Anti-TGF-beta2 antibody therapy inhibits postoperative resynostosis in craniosynostotic rabbits.

Background: Postoperative resynostosis is a common clinical finding. It has been suggested that an overexpression of transforming growth factor (TGF)-β2 may be related to craniosynostosis and may contribute to postoperative resynostosis. Interference with TGF-β2 function with the use of neutralizing antibodies may inhibit resynostosis. The present study was designed to test this hypothesis. Methods: New Zealand White rabbits with bilateral coronal suture synostosis were used as suturectomy controls (group 1, n = 9) or given suturectomy with nonspecific, control immunoglobulin G antibody (group 2, n = 9) or suturectomy with and-TGF-β2 antibody (group 3, n = 11).

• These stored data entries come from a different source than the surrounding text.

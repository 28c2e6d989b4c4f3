//! Monetary amounts and their string formatting.
//!
//! Amounts travel through the exporter as signed integers in minor currency
//! units. Turning them into decimal strings is the job of a [`MoneyFormatter`];
//! the document always uses [`DecimalMoneyFormatter`], while
//! [`LocaleMoneyFormatter`] exists only for human-readable console output.

use crate::error::{ExportError, Result};
use rust_decimal::Decimal;
use std::fmt;
use std::str::FromStr;

/// Currencies whose minor unit is not 1/100.
const EXPONENTS: &[(&str, u32)] = &[
    ("BIF", 0),
    ("CLP", 0),
    ("DJF", 0),
    ("GNF", 0),
    ("ISK", 0),
    ("JPY", 0),
    ("KMF", 0),
    ("KRW", 0),
    ("PYG", 0),
    ("RWF", 0),
    ("UGX", 0),
    ("UYI", 0),
    ("VND", 0),
    ("VUV", 0),
    ("XAF", 0),
    ("XOF", 0),
    ("XPF", 0),
    ("BHD", 3),
    ("IQD", 3),
    ("JOD", 3),
    ("KWD", 3),
    ("LYD", 3),
    ("OMR", 3),
    ("TND", 3),
    ("CLF", 4),
    ("UYW", 4),
];

/// An ISO 4217 currency code.
///
/// # Examples
///
/// ```
/// use std::str::FromStr;
/// use fints_ofx::Currency;
///
/// let eur = Currency::from_str("EUR").unwrap();
/// assert_eq!(eur.exponent(), 2);
/// assert_eq!(Currency::from_str("JPY").unwrap().exponent(), 0);
/// ```
#[derive(Debug, Clone, PartialEq, Eq, Hash)]
pub struct Currency(String);

impl Currency {
    /// Returns the three-letter code.
    pub fn code(&self) -> &str {
        &self.0
    }

    /// Number of decimal places of the currency's minor unit.
    pub fn exponent(&self) -> u32 {
        EXPONENTS
            .iter()
            .find(|(code, _)| *code == self.0)
            .map(|(_, exponent)| *exponent)
            .unwrap_or(2)
    }
}

impl FromStr for Currency {
    type Err = ExportError;

    fn from_str(s: &str) -> Result<Self> {
        let code = s.trim();
        if code.len() == 3 && code.bytes().all(|b| b.is_ascii_uppercase()) {
            Ok(Currency(code.to_string()))
        } else {
            Err(ExportError::InvalidCurrency(s.to_string()))
        }
    }
}

impl fmt::Display for Currency {
    fn fmt(&self, f: &mut fmt::Formatter<'_>) -> fmt::Result {
        f.write_str(&self.0)
    }
}

/// A signed amount in minor units of a currency.
#[derive(Debug, Clone, PartialEq, Eq)]
pub struct Money {
    /// Amount in minor units (cents for EUR).
    pub amount: i64,
    pub currency: Currency,
}

impl Money {
    pub fn new(amount: i64, currency: Currency) -> Self {
        Money { amount, currency }
    }

    /// The amount as a decimal scaled to the currency's exponent.
    pub fn to_decimal(&self) -> Decimal {
        Decimal::new(self.amount, self.currency.exponent())
    }
}

/// Converts [`Money`] into a string.
pub trait MoneyFormatter {
    fn format(&self, money: &Money) -> String;
}

/// Canonical decimal formatting: `.` as decimal point, leading `-` for
/// negative amounts, no digit grouping, always the full currency precision.
///
/// ```
/// use std::str::FromStr;
/// use fints_ofx::{Currency, DecimalMoneyFormatter, Money, MoneyFormatter};
///
/// let money = Money::new(-1000, Currency::from_str("EUR").unwrap());
/// assert_eq!(DecimalMoneyFormatter.format(&money), "-10.00");
/// ```
#[derive(Debug, Clone, Copy, Default)]
pub struct DecimalMoneyFormatter;

impl MoneyFormatter for DecimalMoneyFormatter {
    fn format(&self, money: &Money) -> String {
        money.to_decimal().to_string()
    }
}

/// en_US style display formatting with `,` thousands separators.
///
/// Only meant for console tables; documents never go through it.
#[derive(Debug, Clone, Copy, Default)]
pub struct LocaleMoneyFormatter;

impl MoneyFormatter for LocaleMoneyFormatter {
    fn format(&self, money: &Money) -> String {
        let plain = DecimalMoneyFormatter.format(money);
        let (sign, unsigned) = match plain.strip_prefix('-') {
            Some(rest) => ("-", rest),
            None => ("", plain.as_str()),
        };
        let (integer, fraction) = match unsigned.split_once('.') {
            Some((integer, fraction)) => (integer, Some(fraction)),
            None => (unsigned, None),
        };

        let mut grouped = String::with_capacity(plain.len() + integer.len() / 3);
        for (i, digit) in integer.chars().enumerate() {
            if i > 0 && (integer.len() - i) % 3 == 0 {
                grouped.push(',');
            }
            grouped.push(digit);
        }

        match fraction {
            Some(fraction) => format!("{}{}.{}", sign, grouped, fraction),
            None => format!("{}{}", sign, grouped),
        }
    }
}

At 10 days of age, a 3 X 15-mm coronal suturectomy was performed. The sites in groups 2 and 3 were immediately filled with 0.1 cc of a slowly resorbing collagen gel mixed with either immunoglobulin G (100 μg per suture) or anti-TGF-β2 (100 μg per suture). Three-dimensional computed tomography scan reconstructions of the defects were obtained at 10, 25, 42, and 84 days of age, and the sutures were harvested for histomorphometric analysis. Results: Computed tomography scan data revealed that the suturectomy sites treated with anti-TGF-/32 showed significantly (p < 0.05) greater areas through 84 days of age compared with controls. Histomorphometry also showed that suturectomy sites treated with anti-TGF-β2 had patent suturectomy sites and more fibrous tissue in the defects compared with sites in control rabbits and had significantly (p < 0.001) less new bone area (by approximately 215 percent) in the suturectomy site. Conclusions: These data support the initial hypothesis that interference with TGF-β2 function inhibited postoperative resynostosis in this rabbit model. They also suggest that this biologically based therapy may be a potential surgical adjunct to retard postoperative resynostosis in infants with craniosynostosis.